Stored items
———

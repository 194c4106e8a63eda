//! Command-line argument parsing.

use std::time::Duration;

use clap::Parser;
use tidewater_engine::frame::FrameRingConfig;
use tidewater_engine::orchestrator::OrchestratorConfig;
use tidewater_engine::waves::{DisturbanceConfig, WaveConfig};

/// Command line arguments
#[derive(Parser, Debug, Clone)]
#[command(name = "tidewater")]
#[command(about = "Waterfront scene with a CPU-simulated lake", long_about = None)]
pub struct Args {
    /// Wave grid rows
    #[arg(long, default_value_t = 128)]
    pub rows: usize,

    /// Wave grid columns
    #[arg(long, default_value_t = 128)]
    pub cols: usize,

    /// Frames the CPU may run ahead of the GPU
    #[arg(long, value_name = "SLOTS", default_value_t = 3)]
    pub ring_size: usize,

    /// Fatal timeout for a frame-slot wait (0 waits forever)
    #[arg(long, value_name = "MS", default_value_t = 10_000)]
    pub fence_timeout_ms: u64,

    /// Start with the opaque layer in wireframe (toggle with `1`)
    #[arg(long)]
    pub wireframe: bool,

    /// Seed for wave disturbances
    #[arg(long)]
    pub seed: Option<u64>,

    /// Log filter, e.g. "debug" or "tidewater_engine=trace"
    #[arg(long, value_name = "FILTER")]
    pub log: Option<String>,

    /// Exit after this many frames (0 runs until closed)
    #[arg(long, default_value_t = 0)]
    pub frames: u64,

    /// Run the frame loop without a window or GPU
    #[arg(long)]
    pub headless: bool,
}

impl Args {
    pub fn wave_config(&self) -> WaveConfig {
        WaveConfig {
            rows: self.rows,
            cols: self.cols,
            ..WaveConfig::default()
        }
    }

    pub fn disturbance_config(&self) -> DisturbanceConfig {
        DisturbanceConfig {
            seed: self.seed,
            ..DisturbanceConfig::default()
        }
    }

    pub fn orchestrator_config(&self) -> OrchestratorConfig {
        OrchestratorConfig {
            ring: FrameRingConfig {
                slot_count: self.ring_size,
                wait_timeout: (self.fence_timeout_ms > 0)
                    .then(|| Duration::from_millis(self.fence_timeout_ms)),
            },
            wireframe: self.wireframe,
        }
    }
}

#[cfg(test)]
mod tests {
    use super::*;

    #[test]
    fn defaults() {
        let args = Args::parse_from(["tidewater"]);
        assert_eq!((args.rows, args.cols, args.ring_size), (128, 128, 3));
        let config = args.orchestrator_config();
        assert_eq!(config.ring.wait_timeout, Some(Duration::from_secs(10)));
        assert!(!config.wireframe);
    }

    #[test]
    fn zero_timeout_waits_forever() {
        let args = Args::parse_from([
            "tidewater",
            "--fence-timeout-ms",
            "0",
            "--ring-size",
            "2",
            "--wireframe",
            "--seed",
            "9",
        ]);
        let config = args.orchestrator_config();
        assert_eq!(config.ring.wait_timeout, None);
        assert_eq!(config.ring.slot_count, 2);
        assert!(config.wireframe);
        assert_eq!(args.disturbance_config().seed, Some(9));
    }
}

———

State the number of lines in the data above that include the word "Parser", leaving out any other words.

» Finished task
2